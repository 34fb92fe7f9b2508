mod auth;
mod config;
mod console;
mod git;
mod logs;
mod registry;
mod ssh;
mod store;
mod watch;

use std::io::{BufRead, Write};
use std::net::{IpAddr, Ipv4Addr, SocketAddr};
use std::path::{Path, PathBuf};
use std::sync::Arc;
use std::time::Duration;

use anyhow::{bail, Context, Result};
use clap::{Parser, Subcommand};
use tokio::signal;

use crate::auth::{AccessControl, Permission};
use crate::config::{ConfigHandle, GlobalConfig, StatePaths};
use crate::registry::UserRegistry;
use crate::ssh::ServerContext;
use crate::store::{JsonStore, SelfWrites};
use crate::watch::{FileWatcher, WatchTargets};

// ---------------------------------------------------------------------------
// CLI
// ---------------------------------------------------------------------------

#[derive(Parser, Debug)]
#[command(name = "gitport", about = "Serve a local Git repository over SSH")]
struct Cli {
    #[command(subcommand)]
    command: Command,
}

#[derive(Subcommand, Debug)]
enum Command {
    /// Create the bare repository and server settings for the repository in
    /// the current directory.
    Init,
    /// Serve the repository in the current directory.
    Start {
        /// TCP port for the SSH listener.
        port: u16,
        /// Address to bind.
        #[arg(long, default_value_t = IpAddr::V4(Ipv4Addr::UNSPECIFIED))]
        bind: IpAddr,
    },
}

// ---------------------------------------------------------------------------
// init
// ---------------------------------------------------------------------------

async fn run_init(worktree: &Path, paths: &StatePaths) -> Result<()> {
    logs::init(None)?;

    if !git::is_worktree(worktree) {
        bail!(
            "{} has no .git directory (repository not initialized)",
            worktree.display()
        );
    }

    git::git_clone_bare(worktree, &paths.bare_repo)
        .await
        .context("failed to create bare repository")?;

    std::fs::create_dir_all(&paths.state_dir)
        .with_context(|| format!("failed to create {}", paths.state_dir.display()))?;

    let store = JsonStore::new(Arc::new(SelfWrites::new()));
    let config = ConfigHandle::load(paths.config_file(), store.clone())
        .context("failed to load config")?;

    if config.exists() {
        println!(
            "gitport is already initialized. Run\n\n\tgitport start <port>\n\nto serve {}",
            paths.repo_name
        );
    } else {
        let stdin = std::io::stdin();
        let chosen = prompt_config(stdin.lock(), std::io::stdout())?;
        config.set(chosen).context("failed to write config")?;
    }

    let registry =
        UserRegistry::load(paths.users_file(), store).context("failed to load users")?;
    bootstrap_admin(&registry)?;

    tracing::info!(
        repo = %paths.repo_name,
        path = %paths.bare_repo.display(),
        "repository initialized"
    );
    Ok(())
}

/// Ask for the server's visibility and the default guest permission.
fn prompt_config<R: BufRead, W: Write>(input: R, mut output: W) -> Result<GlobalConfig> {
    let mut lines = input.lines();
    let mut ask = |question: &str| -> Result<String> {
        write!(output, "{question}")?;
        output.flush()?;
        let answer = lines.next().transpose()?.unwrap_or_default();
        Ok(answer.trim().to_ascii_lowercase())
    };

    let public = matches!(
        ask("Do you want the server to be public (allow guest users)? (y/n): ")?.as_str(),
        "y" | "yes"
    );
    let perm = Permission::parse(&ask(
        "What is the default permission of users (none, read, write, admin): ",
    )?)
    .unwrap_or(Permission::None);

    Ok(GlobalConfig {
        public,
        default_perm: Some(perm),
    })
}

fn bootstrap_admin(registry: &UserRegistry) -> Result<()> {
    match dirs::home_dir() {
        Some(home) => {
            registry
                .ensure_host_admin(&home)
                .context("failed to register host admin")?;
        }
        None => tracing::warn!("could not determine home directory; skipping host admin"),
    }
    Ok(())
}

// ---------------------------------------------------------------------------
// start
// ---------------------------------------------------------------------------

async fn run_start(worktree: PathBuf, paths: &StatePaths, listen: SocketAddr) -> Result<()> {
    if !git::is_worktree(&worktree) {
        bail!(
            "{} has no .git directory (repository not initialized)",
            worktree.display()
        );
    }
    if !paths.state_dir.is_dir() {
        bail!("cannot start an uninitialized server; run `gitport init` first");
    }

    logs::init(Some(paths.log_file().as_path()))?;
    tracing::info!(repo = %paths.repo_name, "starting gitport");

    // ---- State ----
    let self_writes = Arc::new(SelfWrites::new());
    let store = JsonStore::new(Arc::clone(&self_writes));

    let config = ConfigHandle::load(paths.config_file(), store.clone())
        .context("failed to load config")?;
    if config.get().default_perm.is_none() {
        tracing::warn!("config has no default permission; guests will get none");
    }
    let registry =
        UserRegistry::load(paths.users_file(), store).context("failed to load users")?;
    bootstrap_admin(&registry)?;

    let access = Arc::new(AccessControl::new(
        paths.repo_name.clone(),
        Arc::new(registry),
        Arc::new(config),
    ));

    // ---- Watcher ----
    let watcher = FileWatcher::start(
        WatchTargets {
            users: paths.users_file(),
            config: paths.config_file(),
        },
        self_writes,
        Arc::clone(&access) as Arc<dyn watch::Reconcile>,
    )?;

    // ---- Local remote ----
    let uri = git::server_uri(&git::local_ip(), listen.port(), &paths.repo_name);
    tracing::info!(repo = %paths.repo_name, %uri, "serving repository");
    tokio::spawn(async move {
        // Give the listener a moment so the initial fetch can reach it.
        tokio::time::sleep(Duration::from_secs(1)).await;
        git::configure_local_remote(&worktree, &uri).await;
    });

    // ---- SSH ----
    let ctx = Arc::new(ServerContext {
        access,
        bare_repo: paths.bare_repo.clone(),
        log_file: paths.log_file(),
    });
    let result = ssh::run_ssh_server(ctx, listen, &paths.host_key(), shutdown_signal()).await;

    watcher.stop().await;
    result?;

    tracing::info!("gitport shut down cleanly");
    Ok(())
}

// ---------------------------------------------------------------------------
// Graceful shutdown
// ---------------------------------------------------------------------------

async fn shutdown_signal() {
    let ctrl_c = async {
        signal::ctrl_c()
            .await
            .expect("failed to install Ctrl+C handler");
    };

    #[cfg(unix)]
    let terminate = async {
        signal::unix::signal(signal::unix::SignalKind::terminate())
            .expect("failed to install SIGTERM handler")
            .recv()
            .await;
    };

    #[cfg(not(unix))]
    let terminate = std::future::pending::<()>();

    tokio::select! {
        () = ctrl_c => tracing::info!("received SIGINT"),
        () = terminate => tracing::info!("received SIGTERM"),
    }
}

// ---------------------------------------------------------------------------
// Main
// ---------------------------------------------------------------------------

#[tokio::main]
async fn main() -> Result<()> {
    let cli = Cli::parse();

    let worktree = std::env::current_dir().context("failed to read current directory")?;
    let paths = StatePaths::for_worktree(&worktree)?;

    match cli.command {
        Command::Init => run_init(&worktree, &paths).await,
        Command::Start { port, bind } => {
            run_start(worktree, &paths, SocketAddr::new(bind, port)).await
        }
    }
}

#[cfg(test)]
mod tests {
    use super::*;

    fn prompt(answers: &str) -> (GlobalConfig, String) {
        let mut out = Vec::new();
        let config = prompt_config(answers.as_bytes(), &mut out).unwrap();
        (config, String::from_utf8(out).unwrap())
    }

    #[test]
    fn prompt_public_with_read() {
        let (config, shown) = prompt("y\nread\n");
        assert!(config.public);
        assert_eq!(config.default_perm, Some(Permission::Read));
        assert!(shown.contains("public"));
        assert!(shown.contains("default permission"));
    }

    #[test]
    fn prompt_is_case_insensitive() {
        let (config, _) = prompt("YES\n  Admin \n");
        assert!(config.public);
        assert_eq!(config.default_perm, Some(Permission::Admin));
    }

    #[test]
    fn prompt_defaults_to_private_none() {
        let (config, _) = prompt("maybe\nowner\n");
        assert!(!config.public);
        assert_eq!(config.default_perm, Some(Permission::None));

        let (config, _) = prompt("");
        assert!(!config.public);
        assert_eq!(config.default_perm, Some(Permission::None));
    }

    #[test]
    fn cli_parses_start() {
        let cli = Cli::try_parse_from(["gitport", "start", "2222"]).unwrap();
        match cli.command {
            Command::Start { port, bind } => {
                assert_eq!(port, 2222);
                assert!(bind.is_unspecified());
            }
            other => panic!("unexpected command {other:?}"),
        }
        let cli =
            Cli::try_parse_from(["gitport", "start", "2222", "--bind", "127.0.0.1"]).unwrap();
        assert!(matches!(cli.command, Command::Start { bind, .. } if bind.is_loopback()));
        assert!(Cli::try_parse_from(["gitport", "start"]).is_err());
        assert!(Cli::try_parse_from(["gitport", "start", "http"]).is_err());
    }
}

▬▬▬▬▬▬▬▬▬▬

Work task →
Check every line above for the string "JsonStore", and copy the ones that have it.

Exercise output →
use crate::store::{JsonStore, SelfWrites};
    let store = JsonStore::new(Arc::new(SelfWrites::new()));
    let store = JsonStore::new(Arc::clone(&self_writes));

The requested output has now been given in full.